TASK INSTRUCTIONS:
What lines of the listing below contain the word "axum"? Copy each of them out.

+===+

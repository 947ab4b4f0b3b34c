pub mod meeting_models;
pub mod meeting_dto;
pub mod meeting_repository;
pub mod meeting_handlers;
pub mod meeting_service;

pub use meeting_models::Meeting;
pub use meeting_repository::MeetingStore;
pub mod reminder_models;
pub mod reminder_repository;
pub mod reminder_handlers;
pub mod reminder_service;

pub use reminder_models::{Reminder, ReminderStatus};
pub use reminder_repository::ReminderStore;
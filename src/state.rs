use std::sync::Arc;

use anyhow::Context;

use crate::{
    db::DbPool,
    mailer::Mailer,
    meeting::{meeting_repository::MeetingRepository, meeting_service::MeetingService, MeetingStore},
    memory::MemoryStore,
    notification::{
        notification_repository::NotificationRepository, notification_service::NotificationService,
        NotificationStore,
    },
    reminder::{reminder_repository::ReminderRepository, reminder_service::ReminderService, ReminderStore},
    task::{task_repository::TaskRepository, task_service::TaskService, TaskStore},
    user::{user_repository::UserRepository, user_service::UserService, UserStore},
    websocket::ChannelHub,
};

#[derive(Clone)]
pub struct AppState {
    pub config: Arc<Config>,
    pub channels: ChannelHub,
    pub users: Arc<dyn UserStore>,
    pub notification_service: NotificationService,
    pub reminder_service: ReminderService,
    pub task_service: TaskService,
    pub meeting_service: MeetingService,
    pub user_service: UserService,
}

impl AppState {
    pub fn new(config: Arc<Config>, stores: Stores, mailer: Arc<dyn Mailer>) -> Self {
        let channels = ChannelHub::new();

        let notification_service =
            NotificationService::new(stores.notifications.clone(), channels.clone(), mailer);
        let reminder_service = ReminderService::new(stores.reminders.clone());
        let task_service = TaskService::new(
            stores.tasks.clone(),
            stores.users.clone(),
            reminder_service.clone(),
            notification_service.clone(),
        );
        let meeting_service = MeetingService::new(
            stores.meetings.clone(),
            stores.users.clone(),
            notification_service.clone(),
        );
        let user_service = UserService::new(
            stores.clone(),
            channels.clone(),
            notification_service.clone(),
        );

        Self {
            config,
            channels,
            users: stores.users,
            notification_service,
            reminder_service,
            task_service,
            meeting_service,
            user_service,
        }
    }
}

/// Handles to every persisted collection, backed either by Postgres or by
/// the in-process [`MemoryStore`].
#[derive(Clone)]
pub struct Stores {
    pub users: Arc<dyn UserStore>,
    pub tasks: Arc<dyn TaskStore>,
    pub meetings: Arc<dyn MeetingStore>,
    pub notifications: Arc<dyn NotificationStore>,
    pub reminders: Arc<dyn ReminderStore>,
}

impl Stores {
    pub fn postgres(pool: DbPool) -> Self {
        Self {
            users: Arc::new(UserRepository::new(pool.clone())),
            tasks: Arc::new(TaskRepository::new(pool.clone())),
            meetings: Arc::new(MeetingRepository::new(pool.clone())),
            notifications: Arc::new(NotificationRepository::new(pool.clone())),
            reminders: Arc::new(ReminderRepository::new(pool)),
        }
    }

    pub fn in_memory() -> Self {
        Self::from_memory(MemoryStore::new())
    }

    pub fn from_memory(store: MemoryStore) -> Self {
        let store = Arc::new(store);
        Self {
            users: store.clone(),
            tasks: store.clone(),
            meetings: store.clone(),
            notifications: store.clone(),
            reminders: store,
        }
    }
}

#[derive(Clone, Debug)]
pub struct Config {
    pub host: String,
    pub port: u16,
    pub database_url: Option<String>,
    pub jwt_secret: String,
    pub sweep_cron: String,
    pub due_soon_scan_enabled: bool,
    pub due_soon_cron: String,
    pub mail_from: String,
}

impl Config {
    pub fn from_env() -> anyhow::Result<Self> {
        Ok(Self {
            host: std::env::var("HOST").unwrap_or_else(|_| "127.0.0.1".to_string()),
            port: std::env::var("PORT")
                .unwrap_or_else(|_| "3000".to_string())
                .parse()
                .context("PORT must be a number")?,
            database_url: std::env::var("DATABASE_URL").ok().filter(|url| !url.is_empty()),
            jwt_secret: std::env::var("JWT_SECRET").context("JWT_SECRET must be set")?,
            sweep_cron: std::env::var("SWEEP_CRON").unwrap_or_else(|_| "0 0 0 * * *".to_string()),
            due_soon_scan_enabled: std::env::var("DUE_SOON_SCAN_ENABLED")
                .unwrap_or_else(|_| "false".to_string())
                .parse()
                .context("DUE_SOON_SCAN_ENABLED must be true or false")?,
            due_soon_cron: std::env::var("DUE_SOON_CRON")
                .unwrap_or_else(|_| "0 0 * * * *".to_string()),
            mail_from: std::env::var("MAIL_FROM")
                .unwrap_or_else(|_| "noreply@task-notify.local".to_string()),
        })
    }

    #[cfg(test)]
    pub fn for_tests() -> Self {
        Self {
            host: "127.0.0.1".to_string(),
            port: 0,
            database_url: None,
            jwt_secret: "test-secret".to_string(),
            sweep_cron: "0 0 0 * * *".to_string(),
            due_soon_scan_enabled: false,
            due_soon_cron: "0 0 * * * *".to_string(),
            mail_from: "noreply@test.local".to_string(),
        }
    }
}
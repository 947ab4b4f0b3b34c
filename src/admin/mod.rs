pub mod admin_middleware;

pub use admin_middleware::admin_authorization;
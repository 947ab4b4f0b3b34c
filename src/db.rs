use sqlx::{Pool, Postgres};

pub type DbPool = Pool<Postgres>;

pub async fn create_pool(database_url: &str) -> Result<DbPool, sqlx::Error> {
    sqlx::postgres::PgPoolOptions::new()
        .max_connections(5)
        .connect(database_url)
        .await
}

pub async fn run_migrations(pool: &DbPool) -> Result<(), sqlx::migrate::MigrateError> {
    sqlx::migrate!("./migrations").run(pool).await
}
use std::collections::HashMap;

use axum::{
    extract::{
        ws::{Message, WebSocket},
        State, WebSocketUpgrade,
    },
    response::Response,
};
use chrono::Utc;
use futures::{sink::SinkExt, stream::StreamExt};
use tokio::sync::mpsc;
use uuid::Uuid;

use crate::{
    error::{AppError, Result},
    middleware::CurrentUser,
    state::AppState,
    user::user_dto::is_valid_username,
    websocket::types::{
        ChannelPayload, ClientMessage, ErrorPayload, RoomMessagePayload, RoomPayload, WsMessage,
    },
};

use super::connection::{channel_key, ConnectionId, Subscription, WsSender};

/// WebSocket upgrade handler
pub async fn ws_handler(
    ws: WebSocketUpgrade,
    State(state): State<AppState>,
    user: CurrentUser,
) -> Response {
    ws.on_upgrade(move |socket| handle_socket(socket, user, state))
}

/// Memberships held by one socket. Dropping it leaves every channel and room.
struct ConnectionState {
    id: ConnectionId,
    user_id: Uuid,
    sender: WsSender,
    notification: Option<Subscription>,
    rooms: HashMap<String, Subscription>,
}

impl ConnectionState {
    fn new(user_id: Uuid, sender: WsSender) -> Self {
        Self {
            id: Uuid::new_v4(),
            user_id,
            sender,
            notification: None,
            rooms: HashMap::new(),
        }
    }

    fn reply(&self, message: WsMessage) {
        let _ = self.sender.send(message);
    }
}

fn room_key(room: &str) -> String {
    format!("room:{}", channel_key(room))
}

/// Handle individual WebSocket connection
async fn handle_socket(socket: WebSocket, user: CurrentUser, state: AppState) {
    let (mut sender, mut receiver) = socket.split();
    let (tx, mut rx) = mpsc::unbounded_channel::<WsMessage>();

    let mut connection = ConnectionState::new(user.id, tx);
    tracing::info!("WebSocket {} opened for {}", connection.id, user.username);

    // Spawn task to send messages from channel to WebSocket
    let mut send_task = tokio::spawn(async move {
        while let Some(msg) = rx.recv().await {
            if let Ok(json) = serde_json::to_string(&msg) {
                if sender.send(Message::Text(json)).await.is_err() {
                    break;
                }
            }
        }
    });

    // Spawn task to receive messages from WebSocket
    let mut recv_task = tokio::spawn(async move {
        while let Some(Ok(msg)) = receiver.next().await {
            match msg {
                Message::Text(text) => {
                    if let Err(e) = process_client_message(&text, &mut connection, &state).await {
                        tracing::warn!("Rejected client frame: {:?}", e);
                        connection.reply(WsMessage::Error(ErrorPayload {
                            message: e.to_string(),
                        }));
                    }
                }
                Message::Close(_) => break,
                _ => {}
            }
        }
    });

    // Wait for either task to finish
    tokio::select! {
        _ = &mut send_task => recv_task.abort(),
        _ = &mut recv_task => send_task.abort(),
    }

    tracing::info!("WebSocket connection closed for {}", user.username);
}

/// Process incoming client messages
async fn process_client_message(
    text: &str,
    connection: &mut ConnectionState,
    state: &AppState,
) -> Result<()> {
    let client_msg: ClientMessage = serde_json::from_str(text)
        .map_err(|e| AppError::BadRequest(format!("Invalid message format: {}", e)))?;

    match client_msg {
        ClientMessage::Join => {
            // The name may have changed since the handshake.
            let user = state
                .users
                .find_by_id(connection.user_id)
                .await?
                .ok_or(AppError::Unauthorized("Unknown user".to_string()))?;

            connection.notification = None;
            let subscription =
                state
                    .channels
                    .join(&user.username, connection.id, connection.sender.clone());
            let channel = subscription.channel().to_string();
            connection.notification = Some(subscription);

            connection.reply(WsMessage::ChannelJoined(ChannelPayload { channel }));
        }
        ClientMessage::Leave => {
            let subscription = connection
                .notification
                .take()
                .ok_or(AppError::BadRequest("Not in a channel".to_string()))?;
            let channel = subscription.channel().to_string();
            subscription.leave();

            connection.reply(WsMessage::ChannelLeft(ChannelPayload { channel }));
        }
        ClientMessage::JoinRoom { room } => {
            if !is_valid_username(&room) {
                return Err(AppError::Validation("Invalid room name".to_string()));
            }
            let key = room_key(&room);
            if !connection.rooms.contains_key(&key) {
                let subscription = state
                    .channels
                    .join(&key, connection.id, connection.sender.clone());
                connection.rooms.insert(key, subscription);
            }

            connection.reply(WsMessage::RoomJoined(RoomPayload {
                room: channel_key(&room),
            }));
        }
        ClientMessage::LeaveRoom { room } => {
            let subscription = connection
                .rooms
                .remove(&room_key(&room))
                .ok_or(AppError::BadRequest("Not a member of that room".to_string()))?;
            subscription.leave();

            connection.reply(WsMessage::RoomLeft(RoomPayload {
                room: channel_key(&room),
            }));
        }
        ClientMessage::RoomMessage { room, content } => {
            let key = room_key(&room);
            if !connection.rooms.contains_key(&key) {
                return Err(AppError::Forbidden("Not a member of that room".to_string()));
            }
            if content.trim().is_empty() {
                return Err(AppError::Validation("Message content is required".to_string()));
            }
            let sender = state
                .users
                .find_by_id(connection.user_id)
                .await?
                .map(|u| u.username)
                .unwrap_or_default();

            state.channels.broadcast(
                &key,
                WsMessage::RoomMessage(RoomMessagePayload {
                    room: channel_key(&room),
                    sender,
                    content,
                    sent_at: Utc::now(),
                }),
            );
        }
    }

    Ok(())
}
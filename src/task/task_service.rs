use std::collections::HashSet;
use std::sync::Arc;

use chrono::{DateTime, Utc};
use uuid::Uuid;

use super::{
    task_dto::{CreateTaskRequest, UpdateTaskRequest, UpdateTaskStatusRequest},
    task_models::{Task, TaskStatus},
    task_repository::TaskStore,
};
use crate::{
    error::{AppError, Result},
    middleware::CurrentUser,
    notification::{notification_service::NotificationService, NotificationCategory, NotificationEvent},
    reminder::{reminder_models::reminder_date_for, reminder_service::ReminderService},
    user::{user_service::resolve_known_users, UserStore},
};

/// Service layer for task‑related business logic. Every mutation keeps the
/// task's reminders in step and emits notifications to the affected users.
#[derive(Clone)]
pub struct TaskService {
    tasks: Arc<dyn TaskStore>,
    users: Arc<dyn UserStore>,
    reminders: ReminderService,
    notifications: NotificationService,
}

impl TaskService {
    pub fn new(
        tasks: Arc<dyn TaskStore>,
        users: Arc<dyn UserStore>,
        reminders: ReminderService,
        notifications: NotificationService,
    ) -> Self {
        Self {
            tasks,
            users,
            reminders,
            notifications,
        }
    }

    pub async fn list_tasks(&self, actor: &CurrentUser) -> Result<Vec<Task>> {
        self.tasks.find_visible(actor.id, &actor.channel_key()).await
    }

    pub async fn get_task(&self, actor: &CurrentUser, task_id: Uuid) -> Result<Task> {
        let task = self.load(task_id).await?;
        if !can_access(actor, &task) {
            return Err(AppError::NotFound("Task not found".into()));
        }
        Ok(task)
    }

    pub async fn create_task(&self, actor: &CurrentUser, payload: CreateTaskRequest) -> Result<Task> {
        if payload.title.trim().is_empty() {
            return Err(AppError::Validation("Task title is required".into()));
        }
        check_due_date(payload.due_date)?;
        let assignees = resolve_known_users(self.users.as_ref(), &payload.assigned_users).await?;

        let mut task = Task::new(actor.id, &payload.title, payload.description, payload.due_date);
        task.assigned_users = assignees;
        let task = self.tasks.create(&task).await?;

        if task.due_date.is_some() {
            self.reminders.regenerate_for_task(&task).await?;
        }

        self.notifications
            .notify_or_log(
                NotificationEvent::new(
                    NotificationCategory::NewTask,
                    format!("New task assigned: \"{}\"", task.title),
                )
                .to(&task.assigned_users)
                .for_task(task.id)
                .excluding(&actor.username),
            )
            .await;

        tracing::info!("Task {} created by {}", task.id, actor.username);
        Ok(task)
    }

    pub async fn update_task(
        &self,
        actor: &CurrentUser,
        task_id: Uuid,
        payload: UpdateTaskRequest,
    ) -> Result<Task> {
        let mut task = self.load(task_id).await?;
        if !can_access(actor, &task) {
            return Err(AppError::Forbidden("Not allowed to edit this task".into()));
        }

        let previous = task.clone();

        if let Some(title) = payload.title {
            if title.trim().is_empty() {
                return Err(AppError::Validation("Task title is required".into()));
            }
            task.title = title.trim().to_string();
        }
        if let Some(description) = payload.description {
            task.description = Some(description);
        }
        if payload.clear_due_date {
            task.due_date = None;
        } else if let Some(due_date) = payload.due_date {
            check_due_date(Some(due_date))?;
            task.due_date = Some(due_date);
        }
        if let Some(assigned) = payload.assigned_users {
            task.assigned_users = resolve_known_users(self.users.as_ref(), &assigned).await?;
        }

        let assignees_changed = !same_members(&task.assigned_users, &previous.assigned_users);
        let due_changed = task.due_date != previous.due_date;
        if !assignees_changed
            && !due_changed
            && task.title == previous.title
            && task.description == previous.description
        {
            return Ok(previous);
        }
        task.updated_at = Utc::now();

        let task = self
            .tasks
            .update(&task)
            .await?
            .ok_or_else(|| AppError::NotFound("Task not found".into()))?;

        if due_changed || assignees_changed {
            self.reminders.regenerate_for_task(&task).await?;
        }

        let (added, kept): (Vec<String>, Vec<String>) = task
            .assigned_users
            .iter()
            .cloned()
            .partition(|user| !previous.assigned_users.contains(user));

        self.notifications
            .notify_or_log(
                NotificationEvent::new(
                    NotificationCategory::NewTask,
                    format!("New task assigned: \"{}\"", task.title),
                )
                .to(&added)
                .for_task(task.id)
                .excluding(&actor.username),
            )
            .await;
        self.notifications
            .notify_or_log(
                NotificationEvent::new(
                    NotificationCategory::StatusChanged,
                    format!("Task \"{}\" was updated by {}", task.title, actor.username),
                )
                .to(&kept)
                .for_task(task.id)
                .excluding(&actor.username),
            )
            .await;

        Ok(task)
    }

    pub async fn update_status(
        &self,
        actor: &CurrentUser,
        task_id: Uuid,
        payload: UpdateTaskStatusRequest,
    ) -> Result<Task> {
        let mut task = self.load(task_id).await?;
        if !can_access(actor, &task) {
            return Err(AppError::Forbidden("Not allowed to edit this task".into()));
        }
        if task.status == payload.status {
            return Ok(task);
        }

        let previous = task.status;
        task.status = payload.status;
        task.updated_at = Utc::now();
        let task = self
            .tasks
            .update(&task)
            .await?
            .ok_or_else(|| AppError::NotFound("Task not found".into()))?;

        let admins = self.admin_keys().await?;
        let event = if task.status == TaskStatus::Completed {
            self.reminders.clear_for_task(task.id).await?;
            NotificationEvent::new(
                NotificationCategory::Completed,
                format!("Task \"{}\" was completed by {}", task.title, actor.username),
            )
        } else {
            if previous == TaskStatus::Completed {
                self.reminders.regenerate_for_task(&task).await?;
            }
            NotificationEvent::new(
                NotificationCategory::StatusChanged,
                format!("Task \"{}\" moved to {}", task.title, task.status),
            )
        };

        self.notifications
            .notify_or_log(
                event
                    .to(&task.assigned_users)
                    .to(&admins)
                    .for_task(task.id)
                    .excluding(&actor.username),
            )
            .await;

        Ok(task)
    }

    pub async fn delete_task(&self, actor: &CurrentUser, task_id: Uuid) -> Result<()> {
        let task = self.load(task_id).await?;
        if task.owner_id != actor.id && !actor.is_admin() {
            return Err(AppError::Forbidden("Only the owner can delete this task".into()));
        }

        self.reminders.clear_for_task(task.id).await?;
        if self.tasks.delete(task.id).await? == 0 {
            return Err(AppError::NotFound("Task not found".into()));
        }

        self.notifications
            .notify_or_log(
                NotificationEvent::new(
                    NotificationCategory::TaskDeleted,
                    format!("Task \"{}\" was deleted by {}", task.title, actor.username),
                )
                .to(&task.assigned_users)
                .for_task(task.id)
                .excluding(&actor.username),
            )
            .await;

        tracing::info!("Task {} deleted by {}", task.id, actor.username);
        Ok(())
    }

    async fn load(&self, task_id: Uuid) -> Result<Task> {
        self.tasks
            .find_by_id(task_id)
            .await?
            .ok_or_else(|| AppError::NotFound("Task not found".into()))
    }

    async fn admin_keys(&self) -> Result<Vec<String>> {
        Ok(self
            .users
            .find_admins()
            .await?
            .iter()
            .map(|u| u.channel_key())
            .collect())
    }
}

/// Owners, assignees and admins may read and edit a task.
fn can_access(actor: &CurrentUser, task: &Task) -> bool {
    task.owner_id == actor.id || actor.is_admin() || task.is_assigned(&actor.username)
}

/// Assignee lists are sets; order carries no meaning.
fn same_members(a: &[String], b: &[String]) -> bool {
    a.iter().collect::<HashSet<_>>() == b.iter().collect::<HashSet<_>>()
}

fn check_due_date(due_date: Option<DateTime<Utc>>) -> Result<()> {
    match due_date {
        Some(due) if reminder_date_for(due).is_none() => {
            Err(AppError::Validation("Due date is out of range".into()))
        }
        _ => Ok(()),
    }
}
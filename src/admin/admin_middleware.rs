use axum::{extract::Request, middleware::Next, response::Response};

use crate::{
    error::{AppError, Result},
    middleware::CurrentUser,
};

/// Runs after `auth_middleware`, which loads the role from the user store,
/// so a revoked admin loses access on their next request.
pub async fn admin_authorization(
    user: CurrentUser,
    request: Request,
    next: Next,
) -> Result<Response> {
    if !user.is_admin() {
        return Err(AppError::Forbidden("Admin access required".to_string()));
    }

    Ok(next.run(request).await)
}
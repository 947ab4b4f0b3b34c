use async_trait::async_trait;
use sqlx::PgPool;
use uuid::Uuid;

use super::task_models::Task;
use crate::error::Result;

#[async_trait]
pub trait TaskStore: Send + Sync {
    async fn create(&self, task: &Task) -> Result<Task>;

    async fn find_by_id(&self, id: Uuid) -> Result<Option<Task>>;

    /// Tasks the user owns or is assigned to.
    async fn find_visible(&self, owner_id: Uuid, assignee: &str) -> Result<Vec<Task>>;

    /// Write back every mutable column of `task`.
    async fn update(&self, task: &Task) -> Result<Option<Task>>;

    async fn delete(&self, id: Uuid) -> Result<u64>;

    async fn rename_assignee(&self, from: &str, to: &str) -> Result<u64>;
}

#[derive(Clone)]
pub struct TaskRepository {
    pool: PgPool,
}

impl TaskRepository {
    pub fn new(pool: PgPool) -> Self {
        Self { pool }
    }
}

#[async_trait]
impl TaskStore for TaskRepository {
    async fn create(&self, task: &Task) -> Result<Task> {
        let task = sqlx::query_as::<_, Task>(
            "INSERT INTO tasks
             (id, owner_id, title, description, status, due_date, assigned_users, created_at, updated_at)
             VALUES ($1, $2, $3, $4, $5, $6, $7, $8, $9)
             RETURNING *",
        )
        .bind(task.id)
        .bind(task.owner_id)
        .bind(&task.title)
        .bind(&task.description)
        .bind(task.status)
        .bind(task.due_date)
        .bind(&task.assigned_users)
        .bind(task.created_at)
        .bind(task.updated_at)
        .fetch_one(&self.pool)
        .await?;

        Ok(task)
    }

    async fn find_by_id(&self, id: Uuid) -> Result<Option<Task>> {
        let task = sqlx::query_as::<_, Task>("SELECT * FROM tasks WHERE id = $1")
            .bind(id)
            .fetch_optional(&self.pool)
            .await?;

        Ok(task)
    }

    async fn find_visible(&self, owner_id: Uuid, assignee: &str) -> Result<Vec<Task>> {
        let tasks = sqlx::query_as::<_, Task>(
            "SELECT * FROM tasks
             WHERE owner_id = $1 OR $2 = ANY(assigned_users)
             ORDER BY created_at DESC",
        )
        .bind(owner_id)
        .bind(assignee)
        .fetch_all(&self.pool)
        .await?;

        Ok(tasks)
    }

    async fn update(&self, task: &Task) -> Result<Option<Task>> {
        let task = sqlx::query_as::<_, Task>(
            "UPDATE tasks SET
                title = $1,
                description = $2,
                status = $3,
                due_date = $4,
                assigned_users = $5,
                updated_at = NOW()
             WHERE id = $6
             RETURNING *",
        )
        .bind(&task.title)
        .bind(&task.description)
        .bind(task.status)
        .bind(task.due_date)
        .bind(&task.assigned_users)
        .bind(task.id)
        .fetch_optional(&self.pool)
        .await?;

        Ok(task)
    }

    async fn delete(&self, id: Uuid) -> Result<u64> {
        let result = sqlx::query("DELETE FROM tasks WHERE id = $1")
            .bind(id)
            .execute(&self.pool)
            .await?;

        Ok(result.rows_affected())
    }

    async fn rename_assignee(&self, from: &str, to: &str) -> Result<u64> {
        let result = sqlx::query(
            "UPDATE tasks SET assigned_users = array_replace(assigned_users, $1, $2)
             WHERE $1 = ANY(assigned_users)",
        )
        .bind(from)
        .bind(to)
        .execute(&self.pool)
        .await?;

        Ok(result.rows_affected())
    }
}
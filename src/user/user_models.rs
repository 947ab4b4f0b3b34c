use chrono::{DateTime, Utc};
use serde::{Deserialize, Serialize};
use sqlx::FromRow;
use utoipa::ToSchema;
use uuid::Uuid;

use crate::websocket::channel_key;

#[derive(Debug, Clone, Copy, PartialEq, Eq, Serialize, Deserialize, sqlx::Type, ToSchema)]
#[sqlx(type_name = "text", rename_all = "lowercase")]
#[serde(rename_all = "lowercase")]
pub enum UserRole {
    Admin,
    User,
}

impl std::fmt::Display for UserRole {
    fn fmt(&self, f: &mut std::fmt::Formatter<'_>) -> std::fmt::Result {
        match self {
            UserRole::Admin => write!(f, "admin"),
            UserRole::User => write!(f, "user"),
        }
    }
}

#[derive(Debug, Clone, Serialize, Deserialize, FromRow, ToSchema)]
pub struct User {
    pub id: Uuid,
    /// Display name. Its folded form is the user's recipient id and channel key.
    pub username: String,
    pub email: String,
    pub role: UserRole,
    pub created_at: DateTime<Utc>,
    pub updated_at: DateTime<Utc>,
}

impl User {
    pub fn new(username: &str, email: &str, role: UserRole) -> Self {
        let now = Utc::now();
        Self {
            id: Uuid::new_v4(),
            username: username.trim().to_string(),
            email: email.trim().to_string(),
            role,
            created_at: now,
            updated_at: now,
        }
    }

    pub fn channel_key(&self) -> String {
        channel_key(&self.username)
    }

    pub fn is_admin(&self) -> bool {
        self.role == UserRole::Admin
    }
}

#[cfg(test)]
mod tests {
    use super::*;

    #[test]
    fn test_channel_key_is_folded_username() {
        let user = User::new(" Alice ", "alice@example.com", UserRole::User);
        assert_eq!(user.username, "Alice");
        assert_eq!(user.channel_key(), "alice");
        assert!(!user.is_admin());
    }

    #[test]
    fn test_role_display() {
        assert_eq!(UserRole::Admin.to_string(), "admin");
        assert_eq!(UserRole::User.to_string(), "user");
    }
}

+===+

EXERCISE ANSWER:
use axum::{
use axum::{extract::Request, middleware::Next, response::Response};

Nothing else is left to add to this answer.